Clown antics are an acquired taste for some
Clowns successfully distracted children aged five to 12 years while they were put under anaesthesia for surgery.
But their clowning around annoyed most medical staff - who were concerned it interfered with normal working protocols, says a report in Pediatrics.
A charity that provides "clown doctors" said it had found hospital staff were positive about such schemes.
Clowns from the Theodora Foundation are active in 89 hospitals around the world, including eight in the UK.
In the study, Laura Vagnoli and colleagues from the Anna Meyer Children's Hospital in Florence assessed the stress levels of 40 children who about to undergo a planned minor operation.
Half of the children interacted with two clowns before entering the operating room and stayed with them and their parent while they were given a general anaesthetic, which took about 15 minutes.
The clowns used magic tricks, gags, puppets and soap bubbles to entertain the children.
The other children were only accompanied by a parent with no other distractions before the operation.
Anxiety of the child was measured by staff who looked out for recognised signs of stress. The parents were asked to fill out a survey about their own anxiety during the process.
After the operation, the researchers also asked the operating room staff for their opinions about the experience.
Overall, the children in the clown group appeared to be far less stressed and anxious than the other children. Similarly, their parents were also less anxious.

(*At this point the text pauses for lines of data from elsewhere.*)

//! Volatile cache for resolved queries (resolution tier 1).
//!
//! Redis is the primary backend. When Redis is disabled or unreachable an
//! in-process LRU cache takes its place, so repeated queries still skip the
//! durable store and the generative backend.
//!
//! Cache failures are never errors for the caller: a failed read is a miss
//! and a failed write is reported as `false`.

use std::num::NonZeroUsize;
use std::sync::Arc;
use std::time::Duration;

use async_trait::async_trait;
use lru::LruCache;
use redis::aio::ConnectionManager;
use redis::AsyncCommands;
use tokio::sync::{Mutex, RwLock};
use tokio::time::Instant;
use tracing::{debug, error, info, warn};

use atelier_core::defaults;
use atelier_core::ResolvedQuery;

use crate::config::SearchConfig;

/// Point lookup and set-with-expiry over resolved queries.
#[async_trait]
pub trait QueryCache: Send + Sync {
    /// Cached result for a key; absence and failures are both `None`.
    async fn get(&self, key: &str) -> Option<ResolvedQuery>;

    /// Store a result with an expiry. Returns whether it was written.
    async fn set_with_ttl(&self, key: &str, value: &ResolvedQuery, ttl: Duration) -> bool;

    /// Remove a key. Returns whether the backend accepted the request.
    async fn invalidate(&self, key: &str) -> bool;
}

// =============================================================================
// REDIS
// =============================================================================

/// Query cache backed by Redis.
#[derive(Clone)]
pub struct RedisQueryCache {
    inner: Arc<RedisQueryCacheInner>,
}

struct RedisQueryCacheInner {
    /// Redis connection manager (None if disabled or unreachable).
    connection: RwLock<Option<ConnectionManager>>,
    enabled: bool,
}

impl RedisQueryCache {
    /// Connect to the given URL. Connection failures yield a cache that
    /// reports every lookup as a miss.
    pub async fn connect(redis_url: &str) -> Self {
        let connection = match redis::Client::open(redis_url) {
            Ok(client) => match ConnectionManager::new(client).await {
                Ok(conn) => {
                    info!(
                        subsystem = "search",
                        component = "query_cache",
                        url = %redis_url.replace(|c: char| c.is_ascii_alphanumeric(), "*"),
                        "Redis query cache enabled"
                    );
                    Some(conn)
                }
                Err(e) => {
                    warn!(
                        subsystem = "search",
                        component = "query_cache",
                        error = %e,
                        "Failed to connect to Redis, query cache disabled"
                    );
                    None
                }
            },
            Err(e) => {
                warn!(
                    subsystem = "search",
                    component = "query_cache",
                    error = %e,
                    "Invalid Redis URL, query cache disabled"
                );
                None
            }
        };

        Self {
            inner: Arc::new(RedisQueryCacheInner {
                connection: RwLock::new(connection),
                enabled: true,
            }),
        }
    }

    /// Create a disabled cache (for testing or when Redis is unavailable).
    pub fn disabled() -> Self {
        Self {
            inner: Arc::new(RedisQueryCacheInner {
                connection: RwLock::new(None),
                enabled: false,
            }),
        }
    }

    /// Check if caching is enabled and connected.
    pub async fn is_connected(&self) -> bool {
        self.inner.enabled && self.inner.connection.read().await.is_some()
    }
}

#[async_trait]
impl QueryCache for RedisQueryCache {
    async fn get(&self, key: &str) -> Option<ResolvedQuery> {
        let mut conn_guard = self.inner.connection.write().await;
        let conn = conn_guard.as_mut()?;

        match conn.get::<_, Option<String>>(key).await {
            Ok(Some(data)) => match serde_json::from_str(&data) {
                Ok(result) => {
                    debug!(cache_key = %key, "Cache HIT");
                    Some(result)
                }
                Err(e) => {
                    warn!(cache_key = %key, error = %e, "Cache deserialization error");
                    None
                }
            },
            Ok(None) => {
                debug!(cache_key = %key, "Cache MISS");
                None
            }
            Err(e) => {
                error!(error = %e, "Redis GET error");
                None
            }
        }
    }

    async fn set_with_ttl(&self, key: &str, value: &ResolvedQuery, ttl: Duration) -> bool {
        let mut conn_guard = self.inner.connection.write().await;
        let conn = match conn_guard.as_mut() {
            Some(c) => c,
            None => return false,
        };

        let serialized = match serde_json::to_string(value) {
            Ok(s) => s,
            Err(e) => {
                error!(error = %e, "Cache serialization error");
                return false;
            }
        };

        let ttl_secs = ttl.as_secs().max(1);
        match conn.set_ex::<_, _, ()>(key, serialized, ttl_secs).await {
            Ok(_) => {
                debug!(cache_key = %key, ttl_secs, "Cache SET");
                true
            }
            Err(e) => {
                error!(error = %e, "Redis SET error");
                false
            }
        }
    }

    async fn invalidate(&self, key: &str) -> bool {
        let mut conn_guard = self.inner.connection.write().await;
        let conn = match conn_guard.as_mut() {
            Some(c) => c,
            None => return false,
        };

        match conn.del::<_, ()>(key).await {
            Ok(_) => {
                debug!(cache_key = %key, "Cache INVALIDATE");
                true
            }
            Err(e) => {
                error!(error = %e, "Redis DEL error");
                false
            }
        }
    }
}

// =============================================================================
// IN-PROCESS
// =============================================================================

/// Longest expiry honoured by the in-process cache.
pub const MAX_MEMORY_TTL: Duration = Duration::from_secs(365 * 24 * 60 * 60);

/// Bounded in-process cache with per-entry expiry.
#[derive(Clone)]
pub struct MemoryQueryCache {
    entries: Arc<Mutex<LruCache<String, (ResolvedQuery, Instant)>>>,
}

impl MemoryQueryCache {
    /// Create a cache holding at most `capacity` entries (minimum 1).
    pub fn new(capacity: usize) -> Self {
        let capacity = NonZeroUsize::new(capacity).unwrap_or(NonZeroUsize::MIN);
        Self {
            entries: Arc::new(Mutex::new(LruCache::new(capacity))),
        }
    }

    /// Number of entries currently held, expired ones included.
    pub async fn len(&self) -> usize {
        self.entries.lock().await.len()
    }

    pub async fn is_empty(&self) -> bool {
        self.entries.lock().await.is_empty()
    }
}

impl Default for MemoryQueryCache {
    fn default() -> Self {
        Self::new(defaults::QUERY_CACHE_MEMORY_CAPACITY)
    }
}

#[async_trait]
impl QueryCache for MemoryQueryCache {
    async fn get(&self, key: &str) -> Option<ResolvedQuery> {
        let mut entries = self.entries.lock().await;
        match entries.get(key) {
            Some((value, expires_at)) if *expires_at > Instant::now() => {
                debug!(cache_key = %key, "Memory cache HIT");
                Some(value.clone())
            }
            Some(_) => {
                entries.pop(key);
                debug!(cache_key = %key, "Memory cache entry expired");
                None
            }
            None => {
                debug!(cache_key = %key, "Memory cache MISS");
                None
            }
        }
    }

    async fn set_with_ttl(&self, key: &str, value: &ResolvedQuery, ttl: Duration) -> bool {
        let now = Instant::now();
        let expires_at = now
            .checked_add(ttl.min(MAX_MEMORY_TTL))
            .unwrap_or(now);
        self.entries
            .lock()
            .await
            .put(key.to_string(), (value.clone(), expires_at));
        true
    }

    async fn invalidate(&self, key: &str) -> bool {
        self.entries.lock().await.pop(key);
        true
    }
}

/// Build the volatile cache for a configuration: Redis when enabled and
/// reachable, otherwise the in-process cache.
pub async fn query_cache_from_config(config: &SearchConfig) -> Arc<dyn QueryCache> {
    if config.redis_enabled {
        let redis = RedisQueryCache::connect(&config.redis_url).await;
        if redis.is_connected().await {
            return Arc::new(redis);
        }
    }
    info!(
        subsystem = "search",
        component = "query_cache",
        capacity = config.memory_capacity,
        "Using in-process query cache"
    );
    Arc::new(MemoryQueryCache::new(config.memory_capacity))
}

#[cfg(test)]
mod tests {
    use super::*;

    fn sample() -> ResolvedQuery {
        let mut rq = ResolvedQuery::with_category("Coats");
        rq.colors.push("black".to_string());
        rq
    }

    #[tokio::test]
    async fn test_disabled_redis_cache_misses() {
        let cache = RedisQueryCache::disabled();
        assert!(!cache.is_connected().await);
        assert!(cache.get("k").await.is_none());
        assert!(!cache.set_with_ttl("k", &sample(), Duration::from_secs(60)).await);
        assert!(!cache.invalidate("k").await);
    }

    #[tokio::test]
    async fn test_memory_cache_roundtrip_and_invalidate() {
        let cache = MemoryQueryCache::new(4);
        assert!(cache.get("k").await.is_none());

        assert!(cache.set_with_ttl("k", &sample(), Duration::from_secs(60)).await);
        assert_eq!(cache.get("k").await, Some(sample()));

        assert!(cache.invalidate("k").await);
        assert!(cache.get("k").await.is_none());
    }

    #[tokio::test(start_paused = true)]
    async fn test_memory_cache_entries_expire() {
        let cache = MemoryQueryCache::new(4);
        cache
            .set_with_ttl("k", &sample(), Duration::from_secs(10))
            .await;

        tokio::time::advance(Duration::from_secs(9)).await;
        assert!(cache.get("k").await.is_some());

        tokio::time::advance(Duration::from_secs(2)).await;
        assert!(cache.get("k").await.is_none());
        assert!(cache.is_empty().await);
    }

    #[tokio::test(start_paused = true)]
    async fn test_memory_cache_caps_oversized_ttl() {
        let cache = MemoryQueryCache::new(4);
        assert!(
            cache
                .set_with_ttl("k", &sample(), Duration::from_secs(u64::MAX))
                .await
        );
        assert_eq!(cache.get("k").await, Some(sample()));

        tokio::time::advance(MAX_MEMORY_TTL + Duration::from_secs(1)).await;
        assert!(cache.get("k").await.is_none());
    }

    #[tokio::test]
    async fn test_memory_cache_evicts_least_recent() {
        let cache = MemoryQueryCache::new(2);
        let ttl = Duration::from_secs(60);
        cache.set_with_ttl("a", &sample(), ttl).await;
        cache.set_with_ttl("b", &sample(), ttl).await;
        cache.get("a").await;
        cache.set_with_ttl("c", &sample(), ttl).await;

        assert!(cache.get("a").await.is_some());
        assert!(cache.get("b").await.is_none());
        assert_eq!(cache.len().await, 2);
    }

    #[tokio::test]
    async fn test_zero_capacity_is_clamped() {
        let cache = MemoryQueryCache::new(0);
        cache
            .set_with_ttl("k", &sample(), Duration::from_secs(60))
            .await;
        assert_eq!(cache.len().await, 1);
    }

    #[tokio::test]
    async fn test_selector_falls_back_to_memory() {
        let config = SearchConfig::default().without_redis().with_memory_capacity(8);
        let cache = query_cache_from_config(&config).await;
        assert!(cache.set_with_ttl("k", &sample(), Duration::from_secs(60)).await);
        assert!(cache.get("k").await.is_some());
    }
}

The medical personnel also noted that the presence of the clowns helped reduce anxiety among the children and parents.
However, few of the staff said they would continue to use clowns in their operating theatres because they were concerned that their presence interfered with the routine of the preoperative room.
The doctors and nurses said they thought that the clowns delayed procedures and interfered with the relationship between medical personnel and the child.
The researchers did not measure whether these concerns were supported by longer operating times, but they said it would be worth investigating.
They said: "We would encourage the promotion of this form of distraction therapy for children requiring surgery.
"The resistance of medical personnel to this kind of therapy could be dealt with better by providing information regarding the benefit of the therapy to children and by investigating whether the presence of clowns during anaesthesia induction slows the process in a significant manner."
Sue Hind-Woodward, executive director of the Theodora Foundation, said: "In the UK, our clown doctors do not go into the preoperative room where the anaesthetic is being administered, but some are there when children are given their premeds before surgery.
"The clowns are excellent. They do help children relax, particularly when they are having procedures that they do not like."
She said UK medical staff had been "very receptive and supportive" of such schemes.
However, she said they had heard about some anecdotal reports from Italy where staff were less receptive.
"A lot of it is about making absolutely sure that you do get the medical team onside.
"We make sure we fall in with the medical, ethical and hygiene guidelines and conform."